The image below summarizes the various phases of the image generation model: scene, camera, storage, view, and their respective subphases.

In each step of the process, there are technical limitations that introduce some differences between what would be an ideal image of the real world and the actual one that we get out of the imaging process.

A very straightforward example is the lens distortion introduced by wide-angle lenses: straight walls appear curved in the image because of the features of the camera optics. Since the actual walls are straight, and not curved, the distortion correction allows producing an image that is a more accurate representation of the real scene.

Many different defects are introduced in the various parts of the image generation model. Understanding the actual model for a specific case and which defect is introduced at each stage is key to scientifically enhancing the image. 

We decided to use the word defect as a general term to describe any kind of problem, issue, or disturbance of the image. There’s no specific technical term generally used for this variety of topics, due to technical limitations of the imaging process, so we opted for this word.

In the following, we will refer to a generic case where a scene is taken by a Close-Circuit TeleVision (CCTV) system, encoded in a Digital Video Recorder (DVR), and later displayed. The actual situation may vary from case to case, and it’s important to be understood by the analyst. The image generation model for an image acquired by a digital camera or smartphone will differ, but the same general concepts hold.

What are the various phases of the image generation model?

At a macro level, these are the phases of the image generation model

  • Scene: this is the actual scene or event happening in the physical world, whose reflected light is going to be represented in the image.
  • Camera: the light coming from the scene passes through the camera optics, then hits the sensor, which converts the light into a digital signal; this is then processed in various ways inside the camera and encoded into a usable format.
  • Storage: the signal coming from the camera is transmitted, potentially multiplexed with signals from other cameras, and encoded in some way by the DVR, which usually includes strong compression.
  • View: while the image has been technically generated at the previous phase, actually further processing is often needed the be visualized by the operator; depending on the system, acquisition, conversion, and playback are typical steps that need to be taken into account.

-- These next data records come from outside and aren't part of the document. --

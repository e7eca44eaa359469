use super::*;

pub(super) const START_MENU_ID: &str = "desktop-launcher-menu";

#[component]
pub(super) fn StartMenu() -> impl IntoView {
    let runtime = use_desktop_runtime();

    let on_keydown = move |ev: web_sys::KeyboardEvent| {
        if handle_menu_roving_keydown(&ev, START_MENU_ID) {
            return;
        }
        if ev.key() == "Escape" {
            ev.prevent_default();
            ev.stop_propagation();
            runtime.dispatch_action(DesktopAction::CloseStartMenu);
        }
    };

    view! {
        <nav
            id=START_MENU_ID
            class="start-menu"
            role="menu"
            aria-label="Start menu"
            style=format!("bottom:{TASKBAR_HEIGHT_PX}px;")
            on:keydown=on_keydown
        >
            <div class="start-menu-section" role="group" aria-label="Apps">
                <For each=apps::launcher_apps key=|app| app.app_id let:app>
                    <button
                        id=format!("start-menu-app-{}", app.app_id)
                        class="start-menu-item"
                        role="menuitem"
                        on:click=move |_| {
                            runtime.dispatch_action(DesktopAction::CloseStartMenu);
                            runtime.publish(BridgeSignal::OpenWindowByApp(app.app_id.to_string()));
                        }
                    >
                        <span class="start-menu-icon" aria-hidden="true">{app.icon}</span>
                        <span>{app.title}</span>
                    </button>
                </For>
            </div>

            <div class="start-menu-section" role="group" aria-label="Widgets">
                <For each=|| apps::widget_registry().to_vec() key=|widget| widget.widget_id let:widget>
                    <button
                        id=format!("start-menu-widget-{}", widget.widget_id)
                        class="start-menu-item"
                        role="menuitem"
                        on:click=move |_| {
                            runtime.dispatch_action(DesktopAction::CloseStartMenu);
                            runtime.dispatch_action(DesktopAction::LaunchWidget {
                                widget_id: widget.widget_id.to_string(),
                            });
                        }
                    >
                        <span class="start-menu-icon" aria-hidden="true">{widget.icon}</span>
                        <span>{widget.title}</span>
                    </button>
                </For>
            </div>

            <div class="start-menu-separator" role="separator" aria-hidden="true"></div>

            <button
                id="start-menu-power-off"
                class="start-menu-item start-menu-power"
                role="menuitem"
                on:click=move |_| {
                    runtime.dispatch_action(DesktopAction::ClearSession);
                }
            >
                "Power Off (Clear Session)"
            </button>
        </nav>
    }
}
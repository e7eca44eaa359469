//! Binary entrypoint for the browser-hosted desktop.

#[cfg(all(target_arch = "wasm32", feature = "csr"))]
fn main() {
    site::mount();
}

#[cfg(not(target_arch = "wasm32"))]
fn main() {
    eprintln!("This binary targets wasm32 with the `csr` feature. Build `site_app` for the browser.");
}
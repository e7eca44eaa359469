//! Durable mirror of the desktop session: encoding, tolerant decoding, and boot loading.
//!
//! Two keys are written, each holding a JSON array that fully overwrites the previous value:
//! [`WINDOWS_KEY`] for window records and [`WIDGETS_KEY`] for widget records. Nothing read from
//! storage is trusted: malformed records are skipped, and an unusable window collection falls back
//! to the bootstrap window.

use std::collections::BTreeMap;

use leptos::logging;
use platform_host::DurableStore;
use serde::de::DeserializeOwned;
use thiserror::Error;

use crate::{
    apps::{bootstrap_window, AppDescriptor},
    content::rehydrate_windows,
    model::{DesktopSnapshot, UnmatchedWindowPolicy, WidgetRecord, WindowRecord},
};

/// Durable key holding the serialized window collection.
pub const WINDOWS_KEY: &str = "windows";
/// Durable key holding the serialized widget collection.
pub const WIDGETS_KEY: &str = "widgets";

#[derive(Debug, Error)]
/// Failures while writing the session mirror.
pub enum PersistenceError {
    /// A collection could not be serialized.
    #[error("encode {key} failed: {source}")]
    Encode {
        /// Durable key being written.
        key: &'static str,
        /// Serializer error.
        #[source]
        source: serde_json::Error,
    },
    /// The durable store rejected the operation.
    #[error("durable store {op} `{key}` failed: {message}")]
    Store {
        /// Operation name.
        op: &'static str,
        /// Durable key involved.
        key: &'static str,
        /// Store-provided description.
        message: String,
    },
}

/// Serializes window records in the durable layout. Live-only fields are omitted.
pub fn encode_windows(windows: &[WindowRecord]) -> Result<String, PersistenceError> {
    serde_json::to_string(windows).map_err(|source| PersistenceError::Encode {
        key: WINDOWS_KEY,
        source,
    })
}

pub fn encode_widgets(widgets: &[WidgetRecord]) -> Result<String, PersistenceError> {
    serde_json::to_string(widgets).map_err(|source| PersistenceError::Encode {
        key: WIDGETS_KEY,
        source,
    })
}

enum Decoded<T> {
    Missing,
    Unusable,
    Records { items: Vec<T>, total: usize },
}

fn decode_records<T: DeserializeOwned>(key: &str, raw: Option<&str>) -> Decoded<T> {
    let Some(raw) = raw else {
        return Decoded::Missing;
    };
    let value = match serde_json::from_str::<serde_json::Value>(raw) {
        Ok(value) => value,
        Err(err) => {
            logging::warn!("durable `{key}` is not valid JSON: {err}");
            return Decoded::Unusable;
        }
    };
    let serde_json::Value::Array(entries) = value else {
        logging::warn!("durable `{key}` is not an array");
        return Decoded::Unusable;
    };

    let total = entries.len();
    let items = entries
        .into_iter()
        .enumerate()
        .filter_map(|(idx, entry)| match serde_json::from_value::<T>(entry) {
            Ok(record) => Some(record),
            Err(err) => {
                logging::warn!("skipping malformed `{key}` record #{idx}: {err}");
                None
            }
        })
        .collect();
    Decoded::Records { items, total }
}

/// Decodes the window collection.
///
/// Missing, unparseable, non-array, or entirely malformed input yields the single bootstrap
/// window. An empty array is a legitimately empty desktop.
pub fn decode_windows(raw: Option<&str>) -> Vec<WindowRecord> {
    match decode_records::<WindowRecord>(WINDOWS_KEY, raw) {
        Decoded::Records { items, total } if total == 0 || !items.is_empty() => items,
        Decoded::Records { .. } | Decoded::Missing | Decoded::Unusable => {
            vec![bootstrap_window().detached()]
        }
    }
}

/// Decodes the widget collection. Anything unusable yields no widgets.
pub fn decode_widgets(raw: Option<&str>) -> Vec<WidgetRecord> {
    match decode_records::<WidgetRecord>(WIDGETS_KEY, raw) {
        Decoded::Records { items, .. } => items,
        Decoded::Missing | Decoded::Unusable => Vec::new(),
    }
}

async fn load_key(store: &dyn DurableStore, key: &'static str) -> Option<String> {
    match store.load_raw(key).await {
        Ok(raw) => raw,
        Err(err) => {
            logging::warn!("durable store read `{key}` failed: {err}");
            None
        }
    }
}

/// Loads and rehydrates the persisted session. Never fails; storage problems degrade to defaults.
pub async fn load_boot_snapshot(
    store: &dyn DurableStore,
    registry: &[AppDescriptor],
    policy: UnmatchedWindowPolicy,
) -> DesktopSnapshot {
    let windows_raw = load_key(store, WINDOWS_KEY).await;
    let widgets_raw = load_key(store, WIDGETS_KEY).await;
    DesktopSnapshot {
        windows: rehydrate_windows(decode_windows(windows_raw.as_deref()), registry, policy),
        widgets: decode_widgets(widgets_raw.as_deref()),
    }
}

/// Snapshot used when restore-on-boot is disabled.
pub fn fresh_boot_snapshot() -> DesktopSnapshot {
    DesktopSnapshot {
        windows: vec![bootstrap_window()],
        widgets: Vec::new(),
    }
}

async fn save_key(
    store: &dyn DurableStore,
    key: &'static str,
    raw: &str,
) -> Result<(), PersistenceError> {
    store
        .save_raw(key, raw)
        .await
        .map_err(|message| PersistenceError::Store {
            op: "write",
            key,
            message,
        })
}

pub async fn persist_windows(
    store: &dyn DurableStore,
    windows: &[WindowRecord],
) -> Result<(), PersistenceError> {
    save_key(store, WINDOWS_KEY, &encode_windows(windows)?).await
}

pub async fn persist_widgets(
    store: &dyn DurableStore,
    widgets: &[WidgetRecord],
) -> Result<(), PersistenceError> {
    save_key(store, WIDGETS_KEY, &encode_widgets(widgets)?).await
}

/// Removes both session keys so the next boot starts from the bootstrap window.
pub async fn clear_session(store: &dyn DurableStore) -> Result<(), PersistenceError> {
    for key in [WINDOWS_KEY, WIDGETS_KEY] {
        store
            .delete_raw(key)
            .await
            .map_err(|message| PersistenceError::Store {
                op: "delete",
                key,
                message,
            })?;
    }
    Ok(())
}

/// Suppresses writes whose encoded payload matches the last one written for the same key.
#[derive(Debug, Clone, Default)]
pub struct PersistDeduper {
    last_written: BTreeMap<&'static str, String>,
}

impl PersistDeduper {
    /// Returns `true` and remembers `raw` when it differs from the last admitted payload.
    pub fn admit(&mut self, key: &'static str, raw: &str) -> bool {
        if self.last_written.get(key).is_some_and(|last| last == raw) {
            return false;
        }
        self.last_written.insert(key, raw.to_string());
        true
    }

    /// Forgets every remembered payload, e.g. after the session was cleared.
    pub fn reset(&mut self) {
        self.last_written.clear();
    }
}
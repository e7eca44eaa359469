//! Typed host-domain contracts shared by the desktop runtime and its browser adapters.
//!
//! This crate is the API-first boundary for platform services: durable key/value storage, remote
//! app metadata, time helpers, and the injected host bundle. Concrete browser adapters live in
//! `platform_host_web`.

#![warn(missing_docs, rustdoc::broken_intra_doc_links)]

pub mod host;
pub mod remote_app;
pub mod storage;
pub mod time;

pub use host::{HostServices, HostStrategy};
pub use remote_app::{
    manifest_url_for, MemoryRemoteAppService, NoopRemoteAppService, RemoteAppEntry,
    RemoteAppFuture, RemoteAppMetadata, RemoteAppService, REMOTE_APP_CATALOG_URL,
};
pub use storage::durable::{
    DurableStore, DurableStoreFuture, MemoryDurableStore, NoopDurableStore,
};
pub use time::{next_unique_timestamp_ms, unix_time_ms_now};
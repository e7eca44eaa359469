use leptos::{create_effect, spawn_local, Callable, Callback};

use crate::{
    apps, host::DesktopHostContext, model::DesktopPreferences, persistence,
    reducer::DesktopAction,
};

pub(super) fn install_boot_hydration(
    host: DesktopHostContext,
    dispatch: Callback<DesktopAction>,
    preferences: DesktopPreferences,
) {
    create_effect(move |_| {
        spawn_local(hydrate(host.clone(), dispatch, preferences));
    });
}

pub(super) async fn hydrate(
    host: DesktopHostContext,
    dispatch: Callback<DesktopAction>,
    preferences: DesktopPreferences,
) {
    let snapshot = if preferences.restore_on_boot {
        persistence::load_boot_snapshot(
            host.durable.as_ref(),
            apps::app_registry(),
            preferences.unmatched_window_policy,
        )
        .await
    } else {
        persistence::fresh_boot_snapshot()
    };

    dispatch.call(DesktopAction::HydrateSnapshot { snapshot });
    dispatch.call(DesktopAction::BootHydrationComplete);
}
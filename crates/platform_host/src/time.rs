//! Time helpers shared across host contracts and adapters.

use std::cell::Cell;
#[cfg(not(target_arch = "wasm32"))]
use std::time::{SystemTime, UNIX_EPOCH};

thread_local! {
    static LAST_ISSUED_TIMESTAMP_MS: Cell<u64> = const { Cell::new(0) };
}

/// Returns the current unix timestamp in milliseconds.
pub fn unix_time_ms_now() -> u64 {
    #[cfg(target_arch = "wasm32")]
    {
        js_sys::Date::now().max(0.0) as u64
    }

    #[cfg(not(target_arch = "wasm32"))]
    {
        SystemTime::now()
            .duration_since(UNIX_EPOCH)
            .unwrap_or_default()
            .as_millis() as u64
    }
}

/// Returns a unix millisecond timestamp that is strictly greater than any previously issued one.
///
/// Window ids embed these values, so two launches within the same millisecond still differ.
pub fn next_unique_timestamp_ms() -> u64 {
    let now = unix_time_ms_now();
    LAST_ISSUED_TIMESTAMP_MS.with(|last| {
        let next = now.max(last.get().saturating_add(1));
        last.set(next);
        next
    })
}
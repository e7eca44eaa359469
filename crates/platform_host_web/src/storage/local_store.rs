//! `localStorage`-backed durable store implementation.
//!
//! The browser API is synchronous; the [`DurableStore`] futures resolve immediately.

use platform_host::{DurableStore, DurableStoreFuture};

#[derive(Debug, Clone, Copy, Default)]
/// Durable store backed by `window.localStorage`.
pub struct WebDurableStore;

impl WebDurableStore {
    /// Reads the raw text stored under `key`.
    ///
    /// # Errors
    ///
    /// Returns an error when localStorage is unavailable or the read throws.
    pub fn read(self, key: &str) -> Result<Option<String>, String> {
        #[cfg(target_arch = "wasm32")]
        {
            local_storage()?
                .get_item(key)
                .map_err(|e| format!("localStorage get_item failed: {e:?}"))
        }

        #[cfg(not(target_arch = "wasm32"))]
        {
            let _ = key;
            Ok(None)
        }
    }

    /// Overwrites the raw text stored under `key`.
    ///
    /// # Errors
    ///
    /// Returns an error when localStorage is unavailable or the write fails (quota exceeded).
    pub fn write(self, key: &str, raw: &str) -> Result<(), String> {
        #[cfg(target_arch = "wasm32")]
        {
            local_storage()?
                .set_item(key, raw)
                .map_err(|e| format!("localStorage set_item failed: {e:?}"))
        }

        #[cfg(not(target_arch = "wasm32"))]
        {
            let _ = (key, raw);
            Ok(())
        }
    }

    /// Removes `key` from localStorage.
    ///
    /// # Errors
    ///
    /// Returns an error when localStorage is unavailable or the delete fails.
    pub fn remove(self, key: &str) -> Result<(), String> {
        #[cfg(target_arch = "wasm32")]
        {
            local_storage()?
                .remove_item(key)
                .map_err(|e| format!("localStorage remove_item failed: {e:?}"))
        }

        #[cfg(not(target_arch = "wasm32"))]
        {
            let _ = key;
            Ok(())
        }
    }
}

#[cfg(target_arch = "wasm32")]
fn local_storage() -> Result<web_sys::Storage, String> {
    web_sys::window()
        .and_then(|w| w.local_storage().ok().flatten())
        .ok_or_else(|| "localStorage unavailable".to_string())
}

impl DurableStore for WebDurableStore {
    fn load_raw<'a>(
        &'a self,
        key: &'a str,
    ) -> DurableStoreFuture<'a, Result<Option<String>, String>> {
        let store = *self;
        Box::pin(async move { store.read(key) })
    }

    fn save_raw<'a>(
        &'a self,
        key: &'a str,
        raw: &'a str,
    ) -> DurableStoreFuture<'a, Result<(), String>> {
        let store = *self;
        Box::pin(async move { store.write(key, raw) })
    }

    fn delete_raw<'a>(&'a self, key: &'a str) -> DurableStoreFuture<'a, Result<(), String>> {
        let store = *self;
        Box::pin(async move { store.remove(key) })
    }
}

What defects are introduced at each phase?

Ideally, we would like to place each possible defect or technical limitation of an image in a specific phase. This, again, depends on the image generation model of the specific case, but we can define a quite general approach.

Please note that the descriptions of the defects below are not necessarily, technically and formally precise: it’s just to give a simple idea of the various defects and how they happen.

Scene

There are not many defects due entirely to the scene. One possible way to determine them is to think about “defects” that would be present not only on an image but also on the actual scene as perceived by a human observer in the place of the camera. One example would be atmospheric turbulence. Typical defects strictly related to the scene are:

  • pattern noise, like a background pattern over a detail of interest (for example a fingerprint on a banknote, or a mosquito net) or from a recaptured image (such as a photo of a screen);
  • strong perspective, such in the case of a camera positioned at an angle with respect to a license plate;
  • long-distance from the detail of interest, causing it to appear too small in the image;
  • atmospheric turbulence that can be seen looking far away on hot and humid days;
  • poor lighting conditions, e.g. due to scarcity of light, or the presence of strong of a strong light source in an otherwise dark environment (this is explained more in detail in the next section).

Camera

Most of the defects in digital images come from this phase. However, they are not really due to the camera only, but to the combination of the camera’s features and those of the captured scene. For example:

  • Is an image blurred because a car was running too fast (scene) or because the shutter speed was too low (camera)?
  • Is an image too dark because there was too little light in the scene (scene) or because the exposure time of the camera was too little (camera)?

As you can see, most of the time it’s a relative combination of the two.

The camera phase can be actually divided into four subphases, each with its defects: optics, sensor, processing, and encoding.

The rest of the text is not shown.